DATA PROVIDED.
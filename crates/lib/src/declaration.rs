//! The API stack: one function behind an HTTP API, optionally backed by a bucket.
//!
//! # Resource graph
//!
//! ```text
//! http_api ── GET /health ──► health_integration ─┐
//!          └─ GET /items ───► items_integration ──┴──► api_lambda ──rw──► items_bucket
//!                                                          (BUCKET_NAME)
//! ```
//!
//! The `/items` route, the bucket, its grant, and the `BUCKET_NAME` variable
//! only exist when [`ApiStackOptions::with_store`] is set.

use tracing::info;

use crate::consts::{API_URL_OUTPUT, BUCKET_NAME_ENV, BUCKET_NAME_OUTPUT};
use crate::construct::{App, BucketHandle, Environment, FunctionHandle, HttpApiHandle, Stack, StackProps};
use crate::error::Result;
use crate::resources::{AddRoutesOptions, BucketProps, FunctionProps, HttpLambdaIntegration, HttpMethod};

pub const FUNCTION_ID: &str = "api_lambda";
pub const BUCKET_ID: &str = "items_bucket";
pub const HTTP_API_ID: &str = "http_api";
pub const HEALTH_INTEGRATION_ID: &str = "health_integration";
pub const ITEMS_INTEGRATION_ID: &str = "items_integration";
pub const HEALTH_PATH: &str = "/health";
pub const ITEMS_PATH: &str = "/items";

const STACK_DESCRIPTION: &str = "HTTP API backed by a single Rust function";

#[derive(Debug, Clone, PartialEq, Eq)]
pub struct ApiStackOptions {
  /// Declare the items bucket and the `/items` route.
  pub with_store: bool,
  /// Target account and region, passed through unvalidated.
  pub env: Option<Environment>,
}

impl Default for ApiStackOptions {
  fn default() -> Self {
    Self {
      with_store: true,
      env: None,
    }
  }
}

/// Handles to the parts of a declared API stack.
#[derive(Debug, Clone, PartialEq, Eq)]
pub struct ApiStack {
  stack_name: String,
  function: FunctionHandle,
  bucket: Option<BucketHandle>,
  api: HttpApiHandle,
}

impl ApiStack {
  /// Declare the stack `id` under `app`.
  pub fn construct(app: &mut App, id: &str, options: &ApiStackOptions) -> Result<Self> {
    let props = StackProps {
      env: options.env.clone(),
      description: Some(STACK_DESCRIPTION.to_string()),
    };
    let stack = app.add_stack(id, props)?;

    let function = stack.add_function(FUNCTION_ID, FunctionProps::default())?;

    // The bucket must exist before its name can be injected.
    let bucket = if options.with_store {
      let bucket = stack.add_bucket(BUCKET_ID, BucketProps::disposable())?;
      stack.grant_read_write(bucket, function);
      let bucket_name = stack.bucket(bucket).bucket_name();
      stack.add_environment(function, BUCKET_NAME_ENV, bucket_name);
      Some(bucket)
    } else {
      None
    };

    let api = stack.add_http_api(HTTP_API_ID)?;
    add_get_route(stack, api, HEALTH_PATH, HEALTH_INTEGRATION_ID, function)?;
    if bucket.is_some() {
      add_get_route(stack, api, ITEMS_PATH, ITEMS_INTEGRATION_ID, function)?;
    }

    let endpoint = stack.http_api(api).api_endpoint();
    stack.add_output_with_description(API_URL_OUTPUT, endpoint, "Base URL of the HTTP API")?;
    if let Some(bucket) = bucket {
      let bucket_name = stack.bucket(bucket).bucket_name();
      stack.add_output_with_description(BUCKET_NAME_OUTPUT, bucket_name, "Name of the items bucket")?;
    }

    info!(
      stack = %id,
      with_store = options.with_store,
      routes = stack.http_api(api).route_keys().count(),
      "declared api stack"
    );

    Ok(Self {
      stack_name: id.to_string(),
      function,
      bucket,
      api,
    })
  }

  pub fn stack_name(&self) -> &str {
    &self.stack_name
  }

  pub fn function(&self) -> FunctionHandle {
    self.function
  }

  pub fn bucket(&self) -> Option<BucketHandle> {
    self.bucket
  }

  pub fn api(&self) -> HttpApiHandle {
    self.api
  }

  /// The stack this declaration lives in.
  pub fn stack<'a>(&self, app: &'a App) -> Option<&'a Stack> {
    app.stack(&self.stack_name)
  }
}

fn add_get_route(
  stack: &mut Stack,
  api: HttpApiHandle,
  path: &str,
  integration_id: &str,
  function: FunctionHandle,
) -> Result<()> {
  stack.add_routes(
    api,
    AddRoutesOptions {
      path: path.to_string(),
      methods: vec![HttpMethod::Get],
      integration: HttpLambdaIntegration::new(integration_id, function),
    },
  )?;
  Ok(())
}
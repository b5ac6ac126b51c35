use anyhow::Result;

use apistack_lib::consts::{APP_NAME, FUNCTION_MANIFEST_PATH, FUNCTION_RUNTIME, FUNCTION_TIMEOUT_SECS};

use crate::StackArgs;
use crate::output::print_stat;

use super::resolve_config;

pub fn cmd_info(args: &StackArgs) -> Result<()> {
  let config = resolve_config(args)?;

  println!("{} v{}", APP_NAME, env!("CARGO_PKG_VERSION"));
  println!();
  println!("Settings:");
  print_stat("Stack", &config.stack_name);
  print_stat("With store", &config.with_store.to_string());
  print_stat("Out dir", &config.out_dir.display().to_string());
  print_stat("Account", config.env.account.as_deref().unwrap_or("(unset)"));
  print_stat("Region", config.env.region.as_deref().unwrap_or("(unset)"));
  println!();
  println!("Function:");
  print_stat("Source", FUNCTION_MANIFEST_PATH);
  print_stat("Runtime", FUNCTION_RUNTIME);
  print_stat("Timeout", &format!("{}s", FUNCTION_TIMEOUT_SECS));
  Ok(())
}
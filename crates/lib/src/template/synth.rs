//! Rendering a stack into a template.

use std::collections::BTreeMap;

use serde_json::json;
use tracing::{debug, info};

use crate::construct::{Stack, allocate_logical_id};
use crate::error::{DeclareError, Result};
use crate::resources::{Output, synthesize_auto_delete_provider};

use super::types::{CfnOutput, CfnResource, PATH_METADATA_KEY, Template};
use super::validate::referenced_ids;

/// Accumulates resources while a stack renders itself.
pub(crate) struct SynthContext {
  stack_name: String,
  template: Template,
  // Output logical id to the construct path that claimed it.
  output_paths: BTreeMap<String, String>,
}

impl SynthContext {
  pub(crate) fn new(stack_name: &str, description: Option<String>) -> Self {
    Self {
      stack_name: stack_name.to_string(),
      template: Template {
        description,
        ..Template::default()
      },
      output_paths: BTreeMap::new(),
    }
  }

  pub(crate) fn has_resource(&self, logical_id: &str) -> bool {
    self.template.resources.contains_key(logical_id)
  }

  /// Add a resource at a construct path and return its logical id.
  pub(crate) fn add(&mut self, path: &[&str], resource: CfnResource) -> Result<String> {
    let logical_id = allocate_logical_id(path);
    let full_path = format!("{}/{}", self.stack_name, path.join("/"));

    if let Some(existing) = self.template.resources.get(&logical_id) {
      return Err(DeclareError::LogicalIdCollision {
        logical_id,
        first: existing.path().unwrap_or_default().to_string(),
        second: full_path,
      });
    }

    debug!(logical_id = %logical_id, path = %full_path, kind = %resource.type_name, "synthesized resource");

    let resource = resource.with_metadata(PATH_METADATA_KEY, json!(full_path));
    self.template.resources.insert(logical_id.clone(), resource);
    Ok(logical_id)
  }

  pub(crate) fn add_output(&mut self, output: &Output) -> Result<()> {
    let logical_id = output.logical_id();
    let full_path = format!("{}/{}", self.stack_name, output.id());
    if let Some(existing) = self.output_paths.get(&logical_id) {
      return Err(DeclareError::LogicalIdCollision {
        first: existing.clone(),
        second: full_path,
        logical_id,
      });
    }

    self.output_paths.insert(logical_id.clone(), full_path);
    self.template.outputs.insert(
      logical_id,
      CfnOutput {
        value: serde_json::to_value(output.value())?,
        description: output.description().map(str::to_string),
      },
    );
    Ok(())
  }

  fn finish(self) -> Template {
    self.template
  }
}

/// Synthesize a stack into a template.
///
/// Fails when two constructs map to the same logical id or when any value
/// references a resource that the stack does not declare.
pub fn synthesize(stack: &Stack) -> Result<Template> {
  info!(stack = %stack.name(), "synthesizing stack");

  let mut ctx = SynthContext::new(stack.name(), stack.props().description.clone());

  for function in stack.functions() {
    function.synthesize(&mut ctx)?;
  }

  for bucket in stack.buckets() {
    bucket.synthesize(&mut ctx)?;
  }
  if stack.buckets().iter().any(|b| b.props().auto_delete_objects) {
    synthesize_auto_delete_provider(&mut ctx)?;
  }

  for api in stack.http_apis() {
    api.synthesize(&mut ctx, stack)?;
  }

  for output in stack.outputs() {
    ctx.add_output(output)?;
  }

  let template = ctx.finish();
  validate_references(stack.name(), &template)?;

  info!(
    stack = %stack.name(),
    resources = template.resources.len(),
    outputs = template.outputs.len(),
    "stack synthesized"
  );
  Ok(template)
}

fn validate_references(stack_name: &str, template: &Template) -> Result<()> {
  let check = |source_path: &str, json: &serde_json::Value, extra: &[String]| -> Result<()> {
    let mut ids = referenced_ids(json)?;
    ids.extend(extra.iter().cloned());
    match ids.into_iter().find(|id| !template.resources.contains_key(id)) {
      Some(logical_id) => Err(DeclareError::UnresolvedReference {
        stack: stack_name.to_string(),
        source_path: source_path.to_string(),
        logical_id,
      }),
      None => Ok(()),
    }
  };

  for (logical_id, resource) in &template.resources {
    check(resource.path().unwrap_or(logical_id), &resource.properties, &resource.depends_on)?;
  }
  for (logical_id, output) in &template.outputs {
    check(&format!("{stack_name}/{logical_id}"), &output.value, &[])?;
  }
  Ok(())
}
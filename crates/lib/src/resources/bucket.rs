//! The object store.

use serde::{Deserialize, Serialize};
use serde_json::json;

use crate::construct::allocate_logical_id;
use crate::error::Result;
use crate::template::{CfnResource, SynthContext};
use crate::token::Value;
use crate::util::hash::hash_bytes;

use super::function::ASSET_BUCKET;
use super::iam::{PolicyDocument, PolicyStatement, Principal, Role};

/// Actions granted by [`Stack::grant_read_write`](crate::construct::Stack::grant_read_write).
pub const READ_WRITE_ACTIONS: &[&str] = &[
  "s3:Abort*",
  "s3:DeleteObject*",
  "s3:GetBucket*",
  "s3:GetObject*",
  "s3:List*",
  "s3:PutObject",
  "s3:PutObjectLegalHold",
  "s3:PutObjectRetention",
  "s3:PutObjectTagging",
  "s3:PutObjectVersionTagging",
];

/// Actions the auto-delete provider needs to empty a bucket.
const AUTO_DELETE_ACTIONS: &[&str] = &["s3:DeleteObject*", "s3:GetBucket*", "s3:List*", "s3:PutBucketPolicy"];

const AUTO_DELETE_TAG: &str = "aws-cdk:auto-delete-objects";
const AUTO_DELETE_RESOURCE_TYPE: &str = "Custom::S3AutoDeleteObjects";
const AUTO_DELETE_PROVIDER: &str = "Custom::S3AutoDeleteObjectsCustomResourceProvider";
const AUTO_DELETE_PROVIDER_RUNTIME: &str = "nodejs20.x";
const AUTO_DELETE_PROVIDER_ASSET: &str = "s3-auto-delete-objects-handler";

/// What happens to a resource when its stack is deleted.
#[derive(Debug, Clone, Copy, Default, PartialEq, Eq, Serialize, Deserialize)]
#[serde(rename_all = "snake_case")]
pub enum RemovalPolicy {
  #[default]
  Retain,
  Destroy,
}

impl RemovalPolicy {
  pub fn as_cfn(self) -> &'static str {
    match self {
      RemovalPolicy::Retain => "Retain",
      RemovalPolicy::Destroy => "Delete",
    }
  }
}

#[derive(Debug, Clone, Copy, Default, PartialEq, Eq)]
pub struct BucketProps {
  pub removal_policy: RemovalPolicy,
  /// Empty the bucket before deleting it. Requires [`RemovalPolicy::Destroy`].
  pub auto_delete_objects: bool,
}

impl BucketProps {
  /// Destroyed with its stack, objects purged first.
  pub fn disposable() -> Self {
    Self {
      removal_policy: RemovalPolicy::Destroy,
      auto_delete_objects: true,
    }
  }
}

#[derive(Debug, Clone)]
pub struct Bucket {
  id: String,
  props: BucketProps,
}

impl Bucket {
  pub(crate) fn new(id: &str, props: BucketProps) -> Self {
    Self {
      id: id.to_string(),
      props,
    }
  }

  pub fn id(&self) -> &str {
    &self.id
  }

  pub fn props(&self) -> &BucketProps {
    &self.props
  }

  pub fn logical_id(&self) -> String {
    allocate_logical_id(&[self.id.as_str(), "Resource"])
  }

  /// The generated bucket name.
  pub fn bucket_name(&self) -> Value {
    Value::reference(self.logical_id())
  }

  pub fn bucket_arn(&self) -> Value {
    Value::get_att(self.logical_id(), "Arn")
  }

  /// ARN matching objects under `pattern`, e.g. `*`.
  pub fn arn_for_objects(&self, pattern: &str) -> Value {
    Value::join("", vec![self.bucket_arn(), Value::literal(format!("/{pattern}"))])
  }

  pub(crate) fn read_write_statement(&self) -> PolicyStatement {
    PolicyStatement::allow(READ_WRITE_ACTIONS, vec![self.bucket_arn(), self.arn_for_objects("*")])
  }

  pub(crate) fn synthesize(&self, ctx: &mut SynthContext) -> Result<()> {
    let properties = if self.props.auto_delete_objects {
      json!({ "Tags": [{ "Key": AUTO_DELETE_TAG, "Value": "true" }] })
    } else {
      serde_json::Value::Null
    };

    let bucket_id = ctx.add(
      &[self.id.as_str(), "Resource"],
      CfnResource::new("AWS::S3::Bucket", properties).with_removal_policy(self.props.removal_policy),
    )?;

    if !self.props.auto_delete_objects {
      return Ok(());
    }

    let provider_role_arn = Value::get_att(provider_role_logical_id(), "Arn");
    let policy = CfnResource::new(
      "AWS::S3::BucketPolicy",
      json!({
        "Bucket": Value::reference(&bucket_id),
        "PolicyDocument": PolicyDocument::new(vec![
          PolicyStatement::allow(AUTO_DELETE_ACTIONS, vec![self.bucket_arn(), self.arn_for_objects("*")])
            .with_principal(Principal::Aws(provider_role_arn)),
        ]),
      }),
    );
    let policy_id = ctx.add(&[self.id.as_str(), "Policy", "Resource"], policy)?;

    let purge = CfnResource::new(
      AUTO_DELETE_RESOURCE_TYPE,
      json!({
        "ServiceToken": Value::get_att(provider_handler_logical_id(), "Arn"),
        "BucketName": Value::reference(&bucket_id),
      }),
    )
    .with_depends_on(policy_id)
    .with_removal_policy(RemovalPolicy::Destroy);
    ctx.add(&[self.id.as_str(), "AutoDeleteObjectsCustomResource", "Default"], purge)?;

    Ok(())
  }
}

fn provider_role_logical_id() -> String {
  allocate_logical_id(&[AUTO_DELETE_PROVIDER, "Role"])
}

fn provider_handler_logical_id() -> String {
  allocate_logical_id(&[AUTO_DELETE_PROVIDER, "Handler"])
}

/// Render the provider function shared by every auto-deleting bucket in a stack.
pub(crate) fn synthesize_auto_delete_provider(ctx: &mut SynthContext) -> Result<()> {
  if ctx.has_resource(&provider_handler_logical_id()) {
    return Ok(());
  }

  let role = Role::for_service("lambda.amazonaws.com").with_managed_policy("service-role/AWSLambdaBasicExecutionRole");
  let role_id = ctx.add(
    &[AUTO_DELETE_PROVIDER, "Role"],
    CfnResource::new("AWS::IAM::Role", role.role_properties()),
  )?;

  let asset = hash_bytes(AUTO_DELETE_PROVIDER_ASSET.as_bytes());
  let handler = CfnResource::new(
    "AWS::Lambda::Function",
    json!({
      "Code": {
        "S3Bucket": Value::sub(ASSET_BUCKET),
        "S3Key": format!("{}.zip", asset.0),
      },
      "Description": "Deletes all objects in a bucket before the bucket is removed",
      "Handler": "index.handler",
      "MemorySize": 128,
      "Role": Value::get_att(&role_id, "Arn"),
      "Runtime": AUTO_DELETE_PROVIDER_RUNTIME,
      "Timeout": 900,
    }),
  )
  .with_depends_on(&role_id);
  ctx.add(&[AUTO_DELETE_PROVIDER, "Handler"], handler)?;

  Ok(())
}

#[cfg(test)]
mod tests {
  use super::*;

  #[test]
  fn default_policy_retains() {
    let props = BucketProps::default();
    assert_eq!(props.removal_policy, RemovalPolicy::Retain);
    assert!(!props.auto_delete_objects);
  }

  #[test]
  fn disposable_destroys_and_purges() {
    let props = BucketProps::disposable();
    assert_eq!(props.removal_policy, RemovalPolicy::Destroy);
    assert!(props.auto_delete_objects);
    assert_eq!(props.removal_policy.as_cfn(), "Delete");
  }

  #[test]
  fn read_write_covers_bucket_and_objects() {
    let bucket = Bucket::new("items_bucket", BucketProps::disposable());
    let statement = bucket.read_write_statement();
    assert_eq!(statement.resources.len(), 2);
    assert_eq!(statement.resources[0], bucket.bucket_arn());
    assert_eq!(
      statement.resources[1].references().unwrap().into_iter().collect::<Vec<_>>(),
      vec![bucket.logical_id()]
    );
    assert!(statement.actions.iter().any(|a| a == "s3:PutObject"));
    assert!(statement.actions.iter().any(|a| a == "s3:GetObject*"));
  }

  #[test]
  fn bucket_name_references_bucket() {
    let bucket = Bucket::new("items_bucket", BucketProps::disposable());
    assert_eq!(bucket.bucket_name(), Value::reference(bucket.logical_id()));
    assert!(bucket.logical_id().starts_with("itemsbucket"));
  }
}
//! The construct tree: an [`App`] holding [`Stack`]s that own resources.
//!
//! Every resource is registered under a construct id unique within its
//! scope. Paths of ids (`api_lambda/ServiceRole/Resource`) determine the
//! logical ids that appear in the synthesized template.

mod app;
mod logical_id;
mod stack;

pub use app::App;
pub use logical_id::{allocate_logical_id, sanitize};
pub use stack::{BucketHandle, Environment, FunctionHandle, HttpApiHandle, Stack, StackProps};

YOUR OBJECTIVE. Could you count how many lines of the listing above contain the word "Principal" and give only that number?

REPLY. 2